Shah eventually sold the technology to Virtmed, joined the company, and began guiding efforts to integrate PatientKeeper's universal user interface with the GlobalSync server to create a fully functional PDA platform. The company's goal is to offer the definitive mobile "dashboard" for healthcare providers and software developers.

"We have never felt that the players in the handheld space have understood the importance of infrastructure in allowing one device to support all the needs of the clinician," said Cameron Lewis, vice president of business development. "We have been very focused on the platform and the universal user interface required to achieve that, and on having an open-architecture approach that supports the development community."

The Java and XML-based PatientKeeper platform servers are designed to reside on top of a hospital's legacy hospital information system (HIS) and facilitate the transfer of information between mobile devices and any IS within the facility. The downloadable software is available for a nominal per-user licensing fee ($35); PatientKeeper generates most of its revenue through monthly fees charged to the provider institutions.

"We leverage the investment hospitals already have in their legacy IS and provide a whole new set of technology firepower over their PC-based information structure," Lewis said. "Even if the systems don't talk to one another, we can bring all the information into our servers and integrate it for two-way exchange via the handheld."

The company is still using its charge-capture application as the first step in creating a broad-based mobile patient management infrastructure. But Foster and Lewis are confident that their enterprise strategy-as opposed to the private practice approach most of PatientKeeper's competitors are taking-will leave them well positioned when the mobile healthcare market finally takes off.

"When you look at players in the handheld space, you see a whole crowd of them focusing on the group practices and private physicians," Foster said. "The information infrastructure model for that segment of the market is PC-based, so it is relatively easy to develop a suite of applications in that environment. We started on the institutional side with acute-care hospitals and large IDNs, which is a much more difficult problem. For us to take the next step into the private practice arena is a whole lot easier than for other players to integrate back into the institutional environment."

PatientKeeper is also banking on its experienced management team, which includes former executives from GE, IDX, Medscape, and McKesson/HBOC, and key strategic relationships to help it succeed where others are struggling. One of the company's first major investors was 3Com, which selected PatientKeeper as its handheld-related investment in the healthcare market in March 2000. PatientKeeper subsequently raised more than $43 million in its second round of financing last August and signed a codevelopment and comarketing agreement with Cerner in October. Several other partnerships are pending, according to Lewis.

In the long run, however, PatientKeeper will have to rely on healthcare providers to make that leap of faith all PDA providers are waiting for. The company claims more than 40,000 users have already downloaded its software, but that number represents a drop in the proverbial bucket. Even so, the company believes it will prove the viability of its business model this year and move into a major growth period next year.
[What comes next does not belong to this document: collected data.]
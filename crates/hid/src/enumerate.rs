//! Enumeration driver
//!
//! Walks the device-node tree, runs the descriptor walker on every node and
//! hands each HID interface found to the caller. A node that cannot be read or
//! parsed is logged, recorded in the [`ScanReport`] and skipped. Nothing is
//! cached: every walk re-reads every node and produces fresh handles.

use crate::config::HidConfig;
use crate::device::{DeviceContext, HidDevice};
use crate::transport::Backend;
use crate::walker::DescriptorWalker;
use common::{Diagnostics, Error, diagnostic_sink};
use std::fs;
use std::path::{Path, PathBuf};
use std::sync::Arc;
use tracing::{debug, warn};

/// A node the scan had to skip
#[derive(Debug)]
pub struct NodeFailure {
    pub path: PathBuf,
    pub error: Error,
}

/// Outcome of one enumeration pass
#[derive(Debug, Default)]
pub struct ScanReport {
    /// Device nodes read, including ones that failed to parse
    pub nodes_scanned: usize,
    /// HID interfaces handed to the callback
    pub devices_found: usize,
    pub failures: Vec<NodeFailure>,
}

impl ScanReport {
    pub fn is_clean(&self) -> bool {
        self.failures.is_empty()
    }

    fn fail(&mut self, path: &Path, error: impl Into<Error>) {
        let error = error.into();
        warn!("Skipping {}: {}", path.display(), error);
        self.failures.push(NodeFailure {
            path: path.to_path_buf(),
            error,
        });
    }
}

#[derive(Debug, Clone)]
pub struct Enumerator {
    config: HidConfig,
    context: DeviceContext,
}

impl Enumerator {
    /// Enumerator over the real usbfs backend
    ///
    /// A `log_level` in `config` routes diagnostics to a stderr sink at that
    /// level.
    pub fn new(config: HidConfig) -> common::Result<Self> {
        let mut context = DeviceContext::from_config(&config);
        if let Some(level) = &config.log_level {
            context = context.with_diagnostics(Diagnostics::from(diagnostic_sink(level)?));
        }
        Ok(Self { config, context })
    }

    pub fn with_backend(mut self, backend: Arc<dyn Backend>) -> Self {
        self.context = self.context.with_backend(backend);
        self
    }

    pub fn with_diagnostics(mut self, diagnostics: Diagnostics) -> Self {
        self.context = self.context.with_diagnostics(diagnostics);
        self
    }

    pub fn config(&self) -> &HidConfig {
        &self.config
    }

    /// Hand every HID interface under the device root to `callback`
    pub fn walk<F>(&self, mut callback: F) -> ScanReport
    where
        F: FnMut(HidDevice),
    {
        self.context.diagnostics().in_scope(|| {
            let mut report = ScanReport::default();
            self.visit_dir(&self.config.device_root, &mut report, &mut callback);
            debug!(
                "Scanned {} nodes under {}: {} HID interfaces, {} failures",
                report.nodes_scanned,
                self.config.device_root.display(),
                report.devices_found,
                report.failures.len()
            );
            report
        })
    }

    /// Collect every HID interface under the device root
    pub fn devices(&self) -> Vec<HidDevice> {
        let mut devices = Vec::new();
        self.walk(|device| devices.push(device));
        devices
    }

    /// The first HID interface matching `predicate`
    pub fn find<P>(&self, mut predicate: P) -> Option<HidDevice>
    where
        P: FnMut(&HidDevice) -> bool,
    {
        let mut found = None;
        self.walk(|device| {
            if found.is_none() && predicate(&device) {
                found = Some(device);
            }
        });
        found
    }

    fn visit_dir(&self, dir: &Path, report: &mut ScanReport, callback: &mut dyn FnMut(HidDevice)) {
        let entries = match fs::read_dir(dir) {
            Ok(entries) => entries,
            Err(e) => return report.fail(dir, e),
        };

        let mut children = Vec::new();
        for entry in entries {
            match entry.and_then(|e| Ok((e.path(), e.file_type()?))) {
                Ok(child) => children.push(child),
                Err(e) => report.fail(dir, e),
            }
        }
        children.sort_by(|a, b| a.0.cmp(&b.0));

        for (path, file_type) in children {
            if file_type.is_dir() {
                self.visit_dir(&path, report, callback);
            } else {
                self.visit_node(&path, report, callback);
            }
        }
    }

    fn visit_node(&self, path: &Path, report: &mut ScanReport, callback: &mut dyn FnMut(HidDevice)) {
        let bytes = match fs::read(path) {
            Ok(bytes) => bytes,
            Err(e) => return report.fail(path, e),
        };
        report.nodes_scanned += 1;

        for result in DescriptorWalker::new(&bytes, path, self.context.clone()) {
            match result {
                Ok(device) => {
                    report.devices_found += 1;
                    callback(device);
                }
                Err(e) => report.fail(path, e),
            }
        }
    }
}

impl Default for Enumerator {
    fn default() -> Self {
        let config = HidConfig::default();
        Self {
            context: DeviceContext::from_config(&config),
            config,
        }
    }
}

/// Enumerate `/dev/bus/usb` with default settings
pub fn enumerate<F>(callback: F) -> ScanReport
where
    F: FnMut(HidDevice),
{
    Enumerator::default().walk(callback)
}

#[cfg(test)]
mod tests {
    use super::*;
    use crate::device::Device;
    use common::test_utils::DescriptorStream;

    fn enumerator(root: &Path) -> Enumerator {
        let config = HidConfig {
            device_root: root.to_path_buf(),
            ..Default::default()
        };
        Enumerator::new(config).unwrap()
    }

    fn node(vendor_id: u16) -> Vec<u8> {
        DescriptorStream::new()
            .device(vendor_id, 0x0001, 0x0100)
            .config()
            .hid_interface(0)
            .endpoint(0x81, 8)
            .build()
    }

    #[test]
    fn test_missing_root_is_recorded() {
        let dir = tempfile::tempdir().unwrap();
        let report = enumerator(&dir.path().join("absent")).walk(|_| panic!("no devices"));

        assert_eq!(report.nodes_scanned, 0);
        assert_eq!(report.failures.len(), 1);
        assert!(matches!(report.failures[0].error, Error::Io(_)));
    }

    #[test]
    fn test_nodes_visited_in_name_order() {
        let dir = tempfile::tempdir().unwrap();
        let bus = dir.path().join("001");
        fs::create_dir(&bus).unwrap();
        fs::write(bus.join("003"), node(0x0003)).unwrap();
        fs::write(bus.join("001"), node(0x0001)).unwrap();
        fs::write(bus.join("002"), node(0x0002)).unwrap();

        let mut vendors = Vec::new();
        let report = enumerator(dir.path()).walk(|d| vendors.push(d.info().vendor_id));

        assert!(report.is_clean());
        assert_eq!(report.nodes_scanned, 3);
        assert_eq!(report.devices_found, 3);
        assert_eq!(vendors, vec![0x0001, 0x0002, 0x0003]);
    }

    #[test]
    fn test_find_by_identity() {
        let dir = tempfile::tempdir().unwrap();
        fs::write(dir.path().join("001"), node(0x1111)).unwrap();
        fs::write(dir.path().join("002"), node(0x2222)).unwrap();

        let enumerator = enumerator(dir.path());
        let found = enumerator.find(|d| d.info().vendor_id == 0x2222).unwrap();
        assert_eq!(found.path(), dir.path().join("002").as_path());
        assert!(enumerator.find(|d| d.info().vendor_id == 0x3333).is_none());
        assert_eq!(enumerator.devices().len(), 2);
    }

    #[test]
    fn test_invalid_log_level() {
        let config = HidConfig {
            log_level: Some("hid=loudest".to_string()),
            ..Default::default()
        };
        assert!(matches!(Enumerator::new(config), Err(Error::Config(_))));
    }
}
//! Identity of a discovered HID interface

use serde::{Deserialize, Serialize};
use std::fmt;

/// General information about one HID interface of one USB device
///
/// Two identical devices plugged in at once produce equal `HidInfo` values;
/// use the device node path to tell them apart.
#[derive(Debug, Clone, Copy, Default, PartialEq, Eq, Hash, Serialize, Deserialize)]
pub struct HidInfo {
    /// USB Vendor ID
    pub vendor_id: u16,
    /// USB Product ID
    pub product_id: u16,
    /// Device release number (bcdDevice)
    pub revision: u16,
    /// Interface subclass (1 = boot interface)
    pub subclass: u8,
    /// Interface protocol (1 = keyboard, 2 = mouse)
    pub protocol: u8,
    /// Interface number
    pub interface: u8,
}

impl fmt::Display for HidInfo {
    fn fmt(&self, f: &mut fmt::Formatter<'_>) -> fmt::Result {
        write!(
            f,
            "{:04x}:{:04x}:{:04x}",
            self.vendor_id, self.product_id, self.revision
        )
    }
}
"At some point, healthcare has got to treat information management and the ability to get timely information as critical, and there are some trends in the market that indicate physicians are beginning to use tools to manage information," Lewis said. "We are betting the company on being able to provide a platform that allows for remote control of legacy systems by the physicians and saves physicians and hospitals time and money."

The social and regulatory pressures on improving the quality and efficiency of healthcare also work in the company's favor, according to Foster.

"We want to help save time, lives, and money," he said.